# Best Macro Photography Camera?



## Spiritwind (Aug 23, 2011)

Hey Folks,
I was wondering if some of you could refer me to some good cameras for Macro Photography.
Price Range - Camera<$500 or somewhere around that area.  New or Used.
Other Qualifications of Camera - Possibility to add a macro lens. 
Camera used for - Taking close up photos of rough and slabbed wet rocks.  
Thanks a ton for your suggestions and if you need any more info I'd be happy to supply it!


----------



## mjhoward (Aug 23, 2011)

The lens is more important than the camera body.  Really any Canon, Nikon, Pentax, Sony, etc. camera body will work well for Macro photography as long as you have a good Macro lens capable of 1:1 magnification or higher, a good lighting rig, and a tripod.  There have been several threads posted recently dealing exactly with this.  If you want to just look at my post history, you'll likely stumble across several threads on the topic and that should be enough to get you started and pointed in the right direction.


----------



## jrice12 (Aug 24, 2011)

I use the Canon 550d (Rebel 2Ti).  It is near the bottom end for pricing but has the same sensor as their more expensive models.  For macro work (well all photography) its the lens and the sensor that are important.  Don't pay more for faster burst modes etc.  Price on this camera body is something like $700 these days.  From there you need a great lens to go with it.  I use Canon's EF 100mm/f2.8 Macro USM almost exclusively.  This is not their L-series version but it is a great lens for the price (around $500 I think).  Frankly, I was shocked at the performance of this lens. Think about your tripod - pay up on this, don't go cheap.  OTOH I use a cheap tabletop tripod a lot, one of my favorite pieces of equipement - gets you nice ground-level horizontal shots.  I actually don't have a flash unit but some get great shots with them.  Finally the best investment of all.... TIME!!!  You need to work and work at your technique, reading up on how it's done, experimenting etc.  Anyway, this is written by a Canon fan so beware!


----------



## Overread (Aug 24, 2011)

A few questions:

1) Is the budget you state for the camera alone or for the camera and lens combined? 

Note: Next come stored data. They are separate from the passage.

//! Host configuration loaded from environment or a TOML file.

use serde::{Deserialize, Serialize};
use std::fs;
use std::path::{Path, PathBuf};

use crate::error::{ShioriError, ShioriResult};

fn default_ghost_name() -> String {
    "mock_nanai".to_string()
}

fn default_username() -> String {
    "ユーザー".to_string()
}

fn default_history_limit() -> usize {
    256
}

fn default_true() -> bool {
    true
}

fn default_random_talk_secs() -> u64 {
    60
}

/// SHIORI host configuration.
///
/// | Env | Default | Description |
/// |-----|---------|-------------|
/// | SHIORI_GHOST_PATH | unset | Ghost package root driven by the daemon. |
/// | SHIORI_GHOST_NAME | mock_nanai | `system.ghost.name` when descript.txt has no name. |
/// | SHIORI_USERNAME | ユーザー | Initial `username` variable. |
/// | SHIORI_HISTORY_LIMIT | 256 | Event history entries kept per engine (0 = unbounded). |
/// | SHIORI_BOOT_ON_LOAD | false | Send OnBoot right after a successful load. |
/// | SHIORI_CLOSE_ON_UNLOAD | true | Send OnClose before unloading the active engine. |
/// | SHIORI_RANDOM_TALK_SECS | 60 | Daemon OnRandom interval (0 = never). |
#[derive(Debug, Clone, Serialize, Deserialize)]
pub struct ShioriConfig {
    #[serde(default)]
    pub ghost_path: Option<PathBuf>,
    #[serde(default = "default_ghost_name")]
    pub ghost_name: String,
    #[serde(default = "default_username")]
    pub username: String,
    #[serde(default = "default_history_limit")]
    pub history_limit: usize,
    #[serde(default)]
    pub boot_on_load: bool,
    #[serde(default = "default_true")]
    pub close_on_unload: bool,
    #[serde(default = "default_random_talk_secs")]
    pub random_talk_secs: u64,
}

impl Default for ShioriConfig {
    fn default() -> Self {
        Self {
            ghost_path: None,
            ghost_name: default_ghost_name(),
            username: default_username(),
            history_limit: default_history_limit(),
            boot_on_load: false,
            close_on_unload: true,
            random_talk_secs: default_random_talk_secs(),
        }
    }
}

impl ShioriConfig {
    /// Load from environment. Unset or invalid => defaults.
    pub fn from_env() -> Self {
        let defaults = Self::default();
        Self {
            ghost_path: env_opt_string("SHIORI_GHOST_PATH").map(PathBuf::from),
            ghost_name: env_opt_string("SHIORI_GHOST_NAME").unwrap_or(defaults.ghost_name),
            username: env_opt_string("SHIORI_USERNAME").unwrap_or(defaults.username),
            history_limit: env_parse("SHIORI_HISTORY_LIMIT", defaults.history_limit),
            boot_on_load: env_bool("SHIORI_BOOT_ON_LOAD", defaults.boot_on_load),
            close_on_unload: env_bool("SHIORI_CLOSE_ON_UNLOAD", defaults.close_on_unload),
            random_talk_secs: env_parse("SHIORI_RANDOM_TALK_SECS", defaults.random_talk_secs),
        }
    }

    /// Load from a TOML file. A missing file yields defaults.
    pub fn load_from_path(path: &Path) -> ShioriResult<Self> {
        if !path.exists() {
            return Ok(Self::default());
        }
        let content = fs::read_to_string(path)
            .map_err(|e| ShioriError::Config(format!("read {}: {}", path.display(), e)))?;
        toml::from_str(&content).map_err(|e| ShioriError::Config(format!("parse {}: {}", path.display(), e)))
    }

    /// `None` when history is unbounded.
    pub fn history_cap(&self) -> Option<usize> {
        (self.history_limit > 0).then_some(self.history_limit)
    }
}

fn env_bool(name: &str, default: bool) -> bool {
    match std::env::var(name) {
        Ok(v) => {
            let v = v.trim();
            if v.is_empty() {
                default
            } else {
                v.eq_ignore_ascii_case("true") || v == "1"
            }
        }
        Err(_) => default,
    }
}

fn env_parse<T: std::str::FromStr>(name: &str, default: T) -> T {
    std::env::var(name)
        .ok()
        .and_then(|v| v.trim().parse().ok())
        .unwrap_or(default)
}

fn env_opt_string(name: &str) -> Option<String> {
    std::env::var(name)
        .ok()
        .map(|s| s.trim().to_string())
        .filter(|s| !s.is_empty())
}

2) How "macro" are we talking here. If you have links/examples of photos taken that can give an idea what kind of size the subject is that you need to take photos of that would help a lot as "wet rocks" makes me think you might just need close up rather than full macro.

3) A general idea of what the photos are being used for/taken for.


----------



## edddial (Aug 24, 2011)

On top of what mentioned above, for Macro Photography you need patience & creativity. It took sometime to adjust correct setting to get good result. Depends on how 'macro' (as above), you may need more gadget, i.e. ring flash or extension tube.


----------



## Markw (Aug 25, 2011)

Nikon D70, Nikon 55mm F/2.8 Micro, Pheonix Ring Light.

Mark


----------



## Spiritwind (Aug 26, 2011)

What are your guys opinions on a [h=1]*Canon Rebel XT Digital Camera*[/h]with a 
EFS 18-55mm lens
----
With the Price Range I would prefer it include the Lens, however I could possibly meet the budget if the lens wasnt *too* expensive.  I'm certainly open to any ideas.
Most of the pictures I take would need to be able to focus on an area of at least .5-1 inch diameter.  
Pretty much taking something the size of a penny, and showing it with good detail at high resolution.
Thank you guys a ton!  Really appreciate the help!


----------



## Overread (Aug 26, 2011)

For that kind of reproduction you will need to get to the 1:1 magnification factor of the proper macro lens. For rocks you've the advantage that they won't be running away anywhere so you can use a short focal length lens to get the shots. A Canon EFS 60mm macro; Sigma 70mm macro; Tokina 60mm macro; Tamron 90mm macro; Sigma 50mm macro (exclude the canon 50mm macro as is not a true macro lens unless purchased with its adaptor which sends its price up mugh higher). Each of those lenses would give you a high quality reproduction of the kind of sizes of area you need to cover.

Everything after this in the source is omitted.